How to Parse Date Strings with Japanese Numbers in Java DateTime API

For anyone reading along, your example date string holds an era designator, year of era of 23 (in this case correspinding to 1890 CE Gregorian), month 11 and day of month 29. Months and days are the same as in the Gregorian calendar.

Since Japanese numbers are not entirely positional (like Arabic numbers, for example), a DateTimeFormatter doesn’t parse them on its own. So we help it by supplying how the numbers look in Japanese (and Chinese). DateTimeFormatterBuilder has an overloaded appendText method that accepts a map holding all the possible numbers as text. My code example is not complete, but should get you started.

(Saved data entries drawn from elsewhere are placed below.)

//! Estimation-of-distribution search with simulated-annealing refinement.
//!
//! The optimizer ([`cmasa::CmaSa`]) is assembled from independent strategy
//! objects, one per role:
//!
//! - **Selection**: [`selection::Select`] extracts genitors,
//!   [`selection::SelectOne`] picks the reference solution.
//! - **Distribution**: an [`distribution::Estimator`] fits a model,
//!   a [`distribution::Modifier`] biases it toward the reference and a
//!   [`distribution::Sampler`] draws candidates inside optional bounds.
//!   Uniform-box and multivariate normal families are provided.
//! - **Cooling**: [`cooling::CoolingSchedule`] lowers the temperature and
//!   is the primary stopping condition.
//! - **Continuation**: [`continuation::Continue`] predicates over the
//!   population, the distribution and the inner reference solution.
//! - **Replacement**: [`replacement::Replacement`] merges the refined set
//!   into the next working population.
//!
//! Fitness is minimized. Randomness is always injected; see [`random`].
//!
//! # Examples
//!
//! ```
//! use cma_sa::cmasa::{CmaSa, CmaSaConfig};
//! use cma_sa::continuation::{Always, MaxSamples};
//! use cma_sa::cooling::GeometricCooling;
//! use cma_sa::distribution::{
//!     Bounder, Bounds, Uniform, UniformCenter, UniformEstimator, UniformSampler,
//! };
//! use cma_sa::eval::Sphere;
//! use cma_sa::population::Population;
//! use cma_sa::replacement::PlusReplacement;
//! use cma_sa::selection::{DetSelect, Selection};
//!
//! let bounds = Bounds::hypercube(2, -5.0, 5.0).unwrap();
//! let sampler = UniformSampler::new(Bounder::Reflect(bounds));
//! let selector = DetSelect::rate(0.5).unwrap();
//! let replacement = PlusReplacement::keep_size();
//! let mut cooling = GeometricCooling::new(0.1, 0.1).unwrap();
//! let mut inner = MaxSamples::new(3);
//! let mut monitoring = Always;
//! let mut spread = Always;
//!
//! let mut optimizer: CmaSa<'_, Uniform> = CmaSa {
//!     selector: &selector,
//!     estimator: &UniformEstimator,
//!     select_one: &Selection::DetTournament(2),
//!     modifier: &UniformCenter,
//!     sampler: &sampler,
//!     monitoring_continue: &mut monitoring,
//!     distribution_continue: &mut spread,
//!     evaluator: &Sphere,
//!     sa_continue: &mut inner,
//!     cooling: &mut cooling,
//!     replacement: &replacement,
//!     snapshot: None,
//!     config: CmaSaConfig::default().with_initial_temperature(1e5).with_seed(7),
//! };
//!
//! let mut population = Population::from_genes(vec![
//!     vec![4.0, -3.0],
//!     vec![-2.5, 1.0],
//!     vec![3.0, 3.0],
//!     vec![-4.0, -4.5],
//! ]);
//! let result = optimizer.run(&mut population).unwrap();
//! assert_eq!(result.iterations, 132);
//! assert!(result.best_fitness < 7.25);
//! ```

pub mod cmasa;
pub mod continuation;
pub mod cooling;
pub mod distribution;
pub mod error;
pub mod eval;
pub mod population;
pub mod random;
pub mod replacement;
pub mod selection;

pub use error::{ConfigError, Result};
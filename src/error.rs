//! Configuration errors.
//!
//! Misconfigured parameters are reported through [`ConfigError`]. Contract
//! violations inside the optimizer loop (empty populations, mismatched
//! dimensions) are programming errors and panic instead.

use thiserror::Error;

/// Errors raised while validating configuration or constructing strategies.
#[derive(Debug, Clone, PartialEq, Error)]
pub enum ConfigError {
    /// The initial temperature is not a positive finite number.
    #[error("initial_temperature must be positive and finite, got {0}")]
    InvalidTemperature(f64),

    /// A cooling schedule parameter is outside its valid range.
    #[error("invalid cooling parameter {name}: {value} ({expected})")]
    InvalidCooling {
        /// Parameter name.
        name: &'static str,
        /// Offending value.
        value: f64,
        /// Human readable description of the valid range.
        expected: &'static str,
    },

    /// A selection or replacement rate is outside its valid range.
    #[error("invalid rate {name}: {value} ({expected})")]
    InvalidRate {
        /// Parameter name.
        name: &'static str,
        /// Offending value.
        value: f64,
        /// Human readable description of the valid range.
        expected: &'static str,
    },

    /// A count parameter must be at least one.
    #[error("{name} must be at least 1")]
    ZeroCount {
        /// Parameter name.
        name: &'static str,
    },

    /// Lower and upper bounds have different lengths.
    #[error("bounds mismatch: lower has {lower_len} elements, upper has {upper_len}")]
    BoundsMismatch {
        /// Length of the lower bound vector.
        lower_len: usize,
        /// Length of the upper bound vector.
        upper_len: usize,
    },

    /// A lower bound exceeds its upper bound, or a bound is not finite.
    #[error("invalid bounds at index {index}: lower ({lower}) > upper ({upper})")]
    InvalidBounds {
        /// Dimension index.
        index: usize,
        /// Lower bound.
        lower: f64,
        /// Upper bound.
        upper: f64,
    },

    /// A threshold must be non-negative and finite.
    #[error("{name} must be non-negative and finite, got {value}")]
    InvalidThreshold {
        /// Parameter name.
        name: &'static str,
        /// Offending value.
        value: f64,
    },
}

/// Crate-wide result alias.
pub type Result<T> = std::result::Result<T, ConfigError>;

impl ConfigError {
    /// Returns `true` for bound-related errors.
    pub fn is_bounds_error(&self) -> bool {
        matches!(
            self,
            ConfigError::BoundsMismatch { .. } | ConfigError::InvalidBounds { .. }
        )
    }
}

#[cfg(test)]
mod tests {
    use super::*;

    #[test]
    fn test_error_messages() {
        let err = ConfigError::InvalidTemperature(-1.0);
        assert_eq!(
            err.to_string(),
            "initial_temperature must be positive and finite, got -1"
        );

        let err = ConfigError::BoundsMismatch {
            lower_len: 2,
            upper_len: 3,
        };
        assert!(err.to_string().contains("lower has 2"));
        assert!(err.is_bounds_error());
        assert!(!ConfigError::ZeroCount { name: "size" }.is_bounds_error());
    }
}
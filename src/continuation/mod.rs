//! Continuation predicates.
//!
//! The optimizer consults three independent predicates:
//!
//! - a **monitoring** predicate over the genitor population, once per outer
//!   iteration ([`MaxGenerations`], [`MaxEvaluations`], [`SteadyFitness`],
//!   [`TargetFitness`], [`TimeLimit`], [`CancelFlag`], [`Checkpoint`]);
//! - a **distribution** predicate over the fitted distribution
//!   ([`SpreadContinue`]);
//! - an **inner** predicate over the reference solution, once per inner
//!   iteration ([`MaxSamples`], [`TargetFitness`]).
//!
//! Predicates may keep internal counters; [`Continue::init`] resets them.

mod checkpoint;
mod distribution;
mod monitoring;
mod solution;

pub use checkpoint::{Checkpoint, HistoryMonitor, LogMonitor, Monitor};
pub use distribution::SpreadContinue;
pub use monitoring::{CancelFlag, MaxEvaluations, MaxGenerations, SteadyFitness, TimeLimit};
pub use solution::{MaxSamples, TargetFitness};

/// A stopping condition over some state `S`.
pub trait Continue<S: ?Sized> {
    /// Resets internal counters. Called at the start of the scope the
    /// predicate governs.
    fn init(&mut self) {}

    /// Returns `false` when the governed loop must stop.
    fn should_continue(&mut self, state: &S) -> bool;
}

impl<S: ?Sized, C: Continue<S> + ?Sized> Continue<S> for &mut C {
    fn init(&mut self) {
        (**self).init();
    }

    fn should_continue(&mut self, state: &S) -> bool {
        (**self).should_continue(state)
    }
}

/// A predicate that never stops.
#[derive(Debug, Clone, Copy, Default)]
pub struct Always;

impl<S: ?Sized> Continue<S> for Always {
    fn should_continue(&mut self, _state: &S) -> bool {
        true
    }
}

/// Conjunction of several predicates.
///
/// Every predicate is evaluated on each call so that their counters stay in
/// step; the result is `false` if any of them returns `false`.
pub struct CombinedContinue<'a, S: ?Sized> {
    predicates: Vec<Box<dyn Continue<S> + 'a>>,
}

impl<'a, S: ?Sized> CombinedContinue<'a, S> {
    /// Creates an empty conjunction, which always continues.
    pub fn new() -> Self {
        Self {
            predicates: Vec::new(),
        }
    }

    /// Adds a predicate.
    pub fn with<C: Continue<S> + 'a>(mut self, predicate: C) -> Self {
        self.predicates.push(Box::new(predicate));
        self
    }

    /// Adds a predicate.
    pub fn push<C: Continue<S> + 'a>(&mut self, predicate: C) {
        self.predicates.push(Box::new(predicate));
    }
}

impl<S: ?Sized> Default for CombinedContinue<'_, S> {
    fn default() -> Self {
        Self::new()
    }
}

impl<S: ?Sized> Continue<S> for CombinedContinue<'_, S> {
    fn init(&mut self) {
        for p in &mut self.predicates {
            p.init();
        }
    }

    fn should_continue(&mut self, state: &S) -> bool {
        self.predicates
            .iter_mut()
            .fold(true, |keep, p| p.should_continue(state) && keep)
    }
}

    Locale japaneseJapan = Locale.forLanguageTag("ja-JP");

    Map<Long, String> numbers = Map.ofEntries(
            Map.entry(1L, "\u4e00"),
            Map.entry(2L, "\u4e8c"),
            Map.entry(3L, "\u4e09"),
            Map.entry(4L, "\u56db"),
            Map.entry(5L, "\u4e94"),
            Map.entry(6L, "\u516d"),
            Map.entry(7L, "\u4e03"),
            Map.entry(8L, "\u516b"),
            Map.entry(9L, "\u4e5d"),
            Map.entry(10L, "\u5341"),
            Map.entry(11L, "\u5341\u4e00"),
            Map.entry(12L, "\u5341\u4e8c"),
            Map.entry(13L, "\u5341\u4e09"),
            Map.entry(14L, "\u5341\u56db"),
            Map.entry(15L, "\u5341\u4e94"),
            Map.entry(16L, "\u5341\u516d"),
            Map.entry(17L, "\u5341\u4e03"),
            Map.entry(18L, "\u5341\u516b"),
            Map.entry(19L, "\u5341\u4e5d"),
            Map.entry(20L, "\u4e8c\u5341"),
            Map.entry(21L, "\u4e8c\u5341\u4e00"),
            Map.entry(22L, "\u4e8c\u5341\u4e8c"),
            Map.entry(23L, "\u4e8c\u5341\u4e09"),
            Map.entry(24L, "\u4e8c\u5341\u56db"),
            Map.entry(25L, "\u4e8c\u5341\u4e94"),
            Map.entry(26L, "\u4e8c\u5341\u516d"),
            Map.entry(27L, "\u4e8c\u5341\u4e03"),
            Map.entry(28L, "\u4e8c\u5341\u516b"),
            Map.entry(29L, "\u4e8c\u5341\u4e5d"),
            Map.entry(30L, "\u4e09\u4e8c\u5341"));

    DateTimeFormatter japaneseformatter = new DateTimeFormatterBuilder()
            .appendPattern("GGGG")
            .appendText(ChronoField.YEAR_OF_ERA, numbers)
            .appendLiteral('\u5e74')
            .appendText(ChronoField.MONTH_OF_YEAR, numbers)
            .appendLiteral('\u6708')
            .appendText(ChronoField.DAY_OF_MONTH, numbers)
            .appendLiteral('\u65e5')
            .toFormatter(japaneseJapan)
            .withChronology(JapaneseChronology.INSTANCE);

    String dateString = "明治二十三年十一月二十九日";
    System.out.println(dateString + " is parsed into " + LocalDate.parse(dateString, japaneseformatter));

The output from this example is:

明治二十三年十一月二十九日 is parsed into 1890-11-29

Assuming that an era can be longer than 30 years, you need to supply yet more numbers to the map. You can do that a lot better than I can (and can also check my numbers for bugs). It’s probably best (less error-prone) to use a couple of nested loops for filling the map, but I wasn’t sure I could do it correctly, so I am leaving that part to you.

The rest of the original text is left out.